Disclose names of defaulters, suggests parliamentary panel
There is an urgent need for banks to reduce stressed assets and clean up the balance sheets which would increase their ability to raise capital and improve credibility, the Committee on Petitions said in its report tabled in Parliament today.
Concerned over burgeoning non- performing assets (NPAs), a Parliamentary committee has made a case for amending banking laws, including the SBI Act, to provide for disclosure of names of loan defaulters.
There is an urgent need for banks to reduce stressed assets and clean up the balance sheets which would increase their ability to raise capital and improve credibility, the Committee on Petitions said in its report tabled in Parliament today.
It also said: "The Committee appreciate the remedial measures being taken by the Government/Reserve Bank of India (RBI) to put a check on the burgeoning NPAs and to reduce the volume of stressed assets in the banks."
It appreciated the enactment of the Insolvency and Bankruptcy Code, 2016 (IBC); making amendments in the Securitisation and Reconstruction of Financial Assets and Enforcement of Security Interest (SARFAESI) Act and the Recovery of Debts due to Banks and Financial Institutions (RDDBFI) Acts to improve resolution/recovery of bank loans.
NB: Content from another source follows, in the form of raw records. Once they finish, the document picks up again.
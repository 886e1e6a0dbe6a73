use crate::sql::base::{error::QueryError, params::SqlParameter};
use chrono::{DateTime, NaiveDate, NaiveDateTime, Utc};
use rust_decimal::Decimal;
use std::str::FromStr;
use tokio_postgres::types::{Json as PgJson, Kind, ToSql, Type};
use uuid::Uuid;

pub struct PgParam(Box<dyn ToSql + Sync + Send>);

impl PgParam {
    /// Converts a textual parameter to the Rust type matching the server's
    /// declared type for its placeholder.
    pub fn from_text(param: &SqlParameter, ty: &Type) -> Result<Self, QueryError> {
        let raw = param.value.as_str();
        let text = raw.trim();
        let invalid = |message: String| QueryError::InvalidParameter {
            name: param.bare_name().to_string(),
            type_name: ty.name().to_string(),
            value: raw.to_string(),
            message,
        };

        let boxed: Box<dyn ToSql + Sync + Send> = if *ty == Type::INT2 {
            Box::new(text.parse::<i16>().map_err(|e| invalid(e.to_string()))?)
        } else if *ty == Type::INT4 {
            Box::new(text.parse::<i32>().map_err(|e| invalid(e.to_string()))?)
        } else if *ty == Type::INT8 {
            Box::new(text.parse::<i64>().map_err(|e| invalid(e.to_string()))?)
        } else if *ty == Type::OID {
            Box::new(text.parse::<u32>().map_err(|e| invalid(e.to_string()))?)
        } else if *ty == Type::FLOAT4 {
            Box::new(text.parse::<f32>().map_err(|e| invalid(e.to_string()))?)
        } else if *ty == Type::FLOAT8 {
            Box::new(text.parse::<f64>().map_err(|e| invalid(e.to_string()))?)
        } else if *ty == Type::NUMERIC {
            let decimal = Decimal::from_str(text)
                .or_else(|_| Decimal::from_scientific(text))
                .map_err(|e| invalid(e.to_string()))?;
            Box::new(decimal)
        } else if *ty == Type::BOOL {
            Box::new(parse_bool(text).ok_or_else(|| invalid("expected true or false".into()))?)
        } else if *ty == Type::DATE {
            Box::new(
                NaiveDate::parse_from_str(text, "%Y-%m-%d").map_err(|e| invalid(e.to_string()))?,
            )
        } else if *ty == Type::TIMESTAMP {
            Box::new(parse_naive_datetime(text).ok_or_else(|| invalid("expected a date-time".into()))?)
        } else if *ty == Type::TIMESTAMPTZ {
            Box::new(parse_utc_datetime(text).ok_or_else(|| invalid("expected a date-time".into()))?)
        } else if *ty == Type::UUID {
            Box::new(Uuid::parse_str(text).map_err(|e| invalid(e.to_string()))?)
        } else if *ty == Type::JSON || *ty == Type::JSONB {
            let json: serde_json::Value =
                serde_json::from_str(raw).map_err(|e| invalid(e.to_string()))?;
            Box::new(PgJson(json))
        } else if is_textual(ty) {
            Box::new(raw.to_string())
        } else {
            return Err(QueryError::UnsupportedParameterType {
                name: param.bare_name().to_string(),
                type_name: ty.name().to_string(),
            });
        };

        Ok(PgParam(boxed))
    }
}

impl AsRef<dyn ToSql + Sync> for PgParam {
    fn as_ref(&self) -> &(dyn ToSql + Sync + 'static) {
        &*self.0
    }
}

pub struct PgParamStore {
    pub params: Vec<PgParam>,
}

impl PgParamStore {
    /// Binds `parameters` to a prepared statement's placeholders. `order[n]`
    /// is the parameter for placeholder `$n+1` and `types[n]` its type.
    pub fn bind(
        parameters: &[SqlParameter],
        order: &[usize],
        types: &[Type],
    ) -> Result<Self, QueryError> {
        let params = order
            .iter()
            .zip(types)
            .map(|(index, ty)| PgParam::from_text(&parameters[*index], ty))
            .collect::<Result<Vec<_>, _>>()?;
        Ok(Self { params })
    }

    pub fn as_refs(&self) -> Vec<&(dyn ToSql + Sync)> {
        self.params
            .iter()
            .map(|param| param.as_ref())
            .collect::<Vec<_>>()
    }
}

fn is_textual(ty: &Type) -> bool {
    [Type::TEXT, Type::VARCHAR, Type::BPCHAR, Type::NAME, Type::UNKNOWN].contains(ty)
        || matches!(ty.kind(), Kind::Domain(inner) if is_textual(inner))
}

fn parse_bool(text: &str) -> Option<bool> {
    match text.to_ascii_lowercase().as_str() {
        "true" | "t" | "yes" | "y" | "on" | "1" => Some(true),
        "false" | "f" | "no" | "n" | "off" | "0" => Some(false),
        _ => None,
    }
}

fn parse_naive_datetime(text: &str) -> Option<NaiveDateTime> {
    ["%Y-%m-%dT%H:%M:%S%.f", "%Y-%m-%d %H:%M:%S%.f", "%Y-%m-%dT%H:%M", "%Y-%m-%d %H:%M"]
        .iter()
        .find_map(|fmt| NaiveDateTime::parse_from_str(text, fmt).ok())
        .or_else(|| {
            NaiveDate::parse_from_str(text, "%Y-%m-%d")
                .ok()
                .and_then(|d| d.and_hms_opt(0, 0, 0))
        })
}

/// RFC 3339 text keeps its offset; text without one is read as UTC.
fn parse_utc_datetime(text: &str) -> Option<DateTime<Utc>> {
    DateTime::parse_from_rfc3339(text)
        .map(|dt| dt.with_timezone(&Utc))
        .ok()
        .or_else(|| parse_naive_datetime(text).map(|dt| dt.and_utc()))
}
The report said the Committee had recommended that the government make appropriate amendments in "the archaic provisions of the SBI Act and other relevant laws to disclose the names of individuals - who owe money to the Banks or are responsible for bad loans on account of their default to repay".
In this regard, it said, the Committee appreciate that RBI is in favour of making available information on wilful defaulters in public domain.
However, it added, the Ministry of Finance (Department of Financial Services)/RBI are of the opinion that the disclosure of information of other defaulting borrowers may not be in the interest of the revival of their distressed business units which may be otherwise viable.
The Committee reiterated that they should undertake an "objective examination and analysis of the extant provision(s) for disclosure of details of loan defaulters in public domain by amending the existing relevant Acts/Rules vis-a-vis interest of the revival of their distressed Business Units without having any impact on their viability".
It also noted that diversion of funds by industrialists to their un-related businesses and negligence on the part of bank officials in pre-sanctioning of loans are the determining factors for bank loans turning bad.
In this regard, the report said, the Committee had earlier recommended that a proper and stern audit mechanism should be made mandatory for specific class of borrowers, especially, the big loan seekers.